**INSTRUCTIONS FOR THE TASK**
Restrict the output to the lines below starting at the one that contains "fee, 0, &excess_blind);" and ending at the one that contains "pub fn new()", and restate them word for word, both ends included.

**MATERIAL SHOWN**
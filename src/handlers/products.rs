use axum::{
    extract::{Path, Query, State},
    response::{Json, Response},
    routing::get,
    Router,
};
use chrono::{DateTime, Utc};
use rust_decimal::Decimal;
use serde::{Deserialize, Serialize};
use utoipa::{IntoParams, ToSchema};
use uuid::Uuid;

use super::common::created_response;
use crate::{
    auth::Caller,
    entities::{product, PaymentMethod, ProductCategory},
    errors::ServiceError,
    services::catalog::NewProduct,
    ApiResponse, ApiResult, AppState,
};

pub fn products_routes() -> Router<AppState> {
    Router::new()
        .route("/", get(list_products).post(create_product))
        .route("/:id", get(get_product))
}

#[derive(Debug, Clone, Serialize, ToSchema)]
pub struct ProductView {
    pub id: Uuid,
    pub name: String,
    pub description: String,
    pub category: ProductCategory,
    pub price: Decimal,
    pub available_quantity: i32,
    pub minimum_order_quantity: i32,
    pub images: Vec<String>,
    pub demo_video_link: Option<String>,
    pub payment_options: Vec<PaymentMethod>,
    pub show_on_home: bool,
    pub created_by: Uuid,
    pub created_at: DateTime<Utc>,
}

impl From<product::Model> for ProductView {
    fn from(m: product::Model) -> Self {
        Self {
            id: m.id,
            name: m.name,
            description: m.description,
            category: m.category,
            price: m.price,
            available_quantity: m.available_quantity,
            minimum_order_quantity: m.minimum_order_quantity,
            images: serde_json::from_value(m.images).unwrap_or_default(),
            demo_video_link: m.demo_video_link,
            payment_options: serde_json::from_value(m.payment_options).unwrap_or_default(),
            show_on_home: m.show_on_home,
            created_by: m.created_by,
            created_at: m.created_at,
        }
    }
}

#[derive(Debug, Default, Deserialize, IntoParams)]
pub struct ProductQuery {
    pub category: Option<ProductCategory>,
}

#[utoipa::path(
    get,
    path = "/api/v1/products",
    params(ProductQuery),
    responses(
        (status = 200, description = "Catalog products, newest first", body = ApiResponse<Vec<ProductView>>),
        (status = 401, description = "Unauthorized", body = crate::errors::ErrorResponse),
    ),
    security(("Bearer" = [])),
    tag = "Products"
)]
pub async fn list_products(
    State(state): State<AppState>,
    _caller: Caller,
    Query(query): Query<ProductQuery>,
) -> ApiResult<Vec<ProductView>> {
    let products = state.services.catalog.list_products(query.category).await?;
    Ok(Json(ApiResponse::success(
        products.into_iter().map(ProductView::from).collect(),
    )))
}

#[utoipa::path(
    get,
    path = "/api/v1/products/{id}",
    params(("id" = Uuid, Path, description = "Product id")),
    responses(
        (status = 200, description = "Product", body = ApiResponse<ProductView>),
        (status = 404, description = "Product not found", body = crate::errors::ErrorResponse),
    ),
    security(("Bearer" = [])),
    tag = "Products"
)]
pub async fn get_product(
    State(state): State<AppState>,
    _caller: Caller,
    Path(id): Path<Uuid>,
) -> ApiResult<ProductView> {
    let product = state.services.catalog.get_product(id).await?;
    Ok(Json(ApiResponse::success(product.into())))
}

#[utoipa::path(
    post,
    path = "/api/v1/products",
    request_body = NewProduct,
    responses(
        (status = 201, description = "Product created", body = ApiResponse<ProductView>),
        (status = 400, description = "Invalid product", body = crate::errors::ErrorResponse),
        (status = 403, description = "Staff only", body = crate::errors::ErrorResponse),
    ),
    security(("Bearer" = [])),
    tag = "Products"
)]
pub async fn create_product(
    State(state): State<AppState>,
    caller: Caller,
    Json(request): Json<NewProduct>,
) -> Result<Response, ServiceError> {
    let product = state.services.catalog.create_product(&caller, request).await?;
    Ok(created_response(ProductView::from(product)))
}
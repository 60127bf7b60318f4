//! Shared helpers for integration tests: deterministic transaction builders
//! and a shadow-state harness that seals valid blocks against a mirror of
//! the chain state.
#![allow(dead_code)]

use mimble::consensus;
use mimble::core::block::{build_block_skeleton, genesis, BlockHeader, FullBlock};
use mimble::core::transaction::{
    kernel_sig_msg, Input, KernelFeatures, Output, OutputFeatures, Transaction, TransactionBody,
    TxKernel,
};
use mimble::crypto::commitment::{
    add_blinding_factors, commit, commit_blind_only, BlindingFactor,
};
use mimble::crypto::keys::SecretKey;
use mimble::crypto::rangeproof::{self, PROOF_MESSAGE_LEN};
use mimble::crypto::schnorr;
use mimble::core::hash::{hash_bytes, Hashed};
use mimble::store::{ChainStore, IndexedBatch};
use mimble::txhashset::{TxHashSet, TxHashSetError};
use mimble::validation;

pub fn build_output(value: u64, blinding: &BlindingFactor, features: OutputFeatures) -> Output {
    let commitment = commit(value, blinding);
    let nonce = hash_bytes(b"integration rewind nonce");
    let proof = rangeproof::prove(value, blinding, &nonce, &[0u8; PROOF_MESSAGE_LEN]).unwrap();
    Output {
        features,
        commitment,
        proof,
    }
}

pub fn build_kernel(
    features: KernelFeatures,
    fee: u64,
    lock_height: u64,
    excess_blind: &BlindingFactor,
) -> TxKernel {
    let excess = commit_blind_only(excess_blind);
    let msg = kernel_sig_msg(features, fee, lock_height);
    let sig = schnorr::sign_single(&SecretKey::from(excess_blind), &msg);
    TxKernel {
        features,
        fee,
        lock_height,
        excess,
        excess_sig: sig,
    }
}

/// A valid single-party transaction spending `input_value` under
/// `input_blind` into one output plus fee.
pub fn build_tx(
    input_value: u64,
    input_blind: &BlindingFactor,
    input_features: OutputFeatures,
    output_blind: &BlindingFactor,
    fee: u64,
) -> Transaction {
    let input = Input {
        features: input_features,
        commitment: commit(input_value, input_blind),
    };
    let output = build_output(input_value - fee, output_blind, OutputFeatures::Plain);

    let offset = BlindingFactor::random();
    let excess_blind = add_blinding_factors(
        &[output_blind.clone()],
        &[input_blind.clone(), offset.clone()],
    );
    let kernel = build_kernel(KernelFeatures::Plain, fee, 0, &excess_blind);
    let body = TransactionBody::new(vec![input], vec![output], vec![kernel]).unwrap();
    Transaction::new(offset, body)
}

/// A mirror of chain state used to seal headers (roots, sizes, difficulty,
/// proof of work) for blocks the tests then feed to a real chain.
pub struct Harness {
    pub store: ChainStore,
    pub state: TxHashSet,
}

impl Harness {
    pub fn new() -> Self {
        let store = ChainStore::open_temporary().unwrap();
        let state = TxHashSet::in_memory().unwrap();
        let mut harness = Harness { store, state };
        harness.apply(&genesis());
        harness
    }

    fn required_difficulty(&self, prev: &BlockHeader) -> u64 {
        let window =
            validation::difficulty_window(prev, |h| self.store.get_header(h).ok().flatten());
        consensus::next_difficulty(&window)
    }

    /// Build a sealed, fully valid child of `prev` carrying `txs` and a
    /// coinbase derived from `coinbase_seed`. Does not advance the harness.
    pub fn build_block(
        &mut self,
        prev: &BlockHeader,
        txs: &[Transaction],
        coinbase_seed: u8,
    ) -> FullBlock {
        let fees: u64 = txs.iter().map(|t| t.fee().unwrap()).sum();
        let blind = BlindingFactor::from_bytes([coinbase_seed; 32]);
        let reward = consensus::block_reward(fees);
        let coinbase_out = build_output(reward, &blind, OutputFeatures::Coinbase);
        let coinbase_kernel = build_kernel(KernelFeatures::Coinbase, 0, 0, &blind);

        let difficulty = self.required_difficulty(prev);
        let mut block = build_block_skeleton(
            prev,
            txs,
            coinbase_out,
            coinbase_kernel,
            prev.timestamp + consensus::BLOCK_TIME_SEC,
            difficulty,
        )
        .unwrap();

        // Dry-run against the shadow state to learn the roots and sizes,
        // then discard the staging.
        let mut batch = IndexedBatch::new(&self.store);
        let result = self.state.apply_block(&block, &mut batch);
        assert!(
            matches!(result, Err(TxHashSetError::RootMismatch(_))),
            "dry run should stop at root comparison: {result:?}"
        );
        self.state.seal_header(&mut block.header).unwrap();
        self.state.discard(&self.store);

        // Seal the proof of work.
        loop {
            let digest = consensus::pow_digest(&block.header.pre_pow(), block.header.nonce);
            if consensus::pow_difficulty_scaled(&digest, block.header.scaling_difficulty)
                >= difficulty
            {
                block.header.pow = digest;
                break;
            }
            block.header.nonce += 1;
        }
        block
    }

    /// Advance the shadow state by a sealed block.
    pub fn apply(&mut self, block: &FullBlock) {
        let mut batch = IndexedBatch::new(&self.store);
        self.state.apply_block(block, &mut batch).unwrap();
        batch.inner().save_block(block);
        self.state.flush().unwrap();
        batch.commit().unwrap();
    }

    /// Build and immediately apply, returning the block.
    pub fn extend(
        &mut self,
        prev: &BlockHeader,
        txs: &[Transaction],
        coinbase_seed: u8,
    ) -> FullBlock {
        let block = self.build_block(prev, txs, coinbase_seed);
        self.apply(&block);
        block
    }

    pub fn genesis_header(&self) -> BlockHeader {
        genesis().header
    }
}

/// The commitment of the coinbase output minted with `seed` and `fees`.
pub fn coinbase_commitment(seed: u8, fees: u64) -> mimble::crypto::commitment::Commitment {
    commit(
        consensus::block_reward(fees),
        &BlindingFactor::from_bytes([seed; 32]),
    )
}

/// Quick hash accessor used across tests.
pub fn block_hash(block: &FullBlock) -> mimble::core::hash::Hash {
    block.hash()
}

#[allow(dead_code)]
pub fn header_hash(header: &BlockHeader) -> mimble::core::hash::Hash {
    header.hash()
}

**EXERCISE SOLUTION**
    let kernel = build_kernel(KernelFeatures::Plain, fee, 0, &excess_blind);
    let body = TransactionBody::new(vec![input], vec![output], vec![kernel]).unwrap();
    Transaction::new(offset, body)
}

/// A mirror of chain state used to seal headers (roots, sizes, difficulty,
/// proof of work) for blocks the tests then feed to a real chain.
pub struct Harness {
    pub store: ChainStore,
    pub state: TxHashSet,
}

impl Harness {
    pub fn new() -> Self {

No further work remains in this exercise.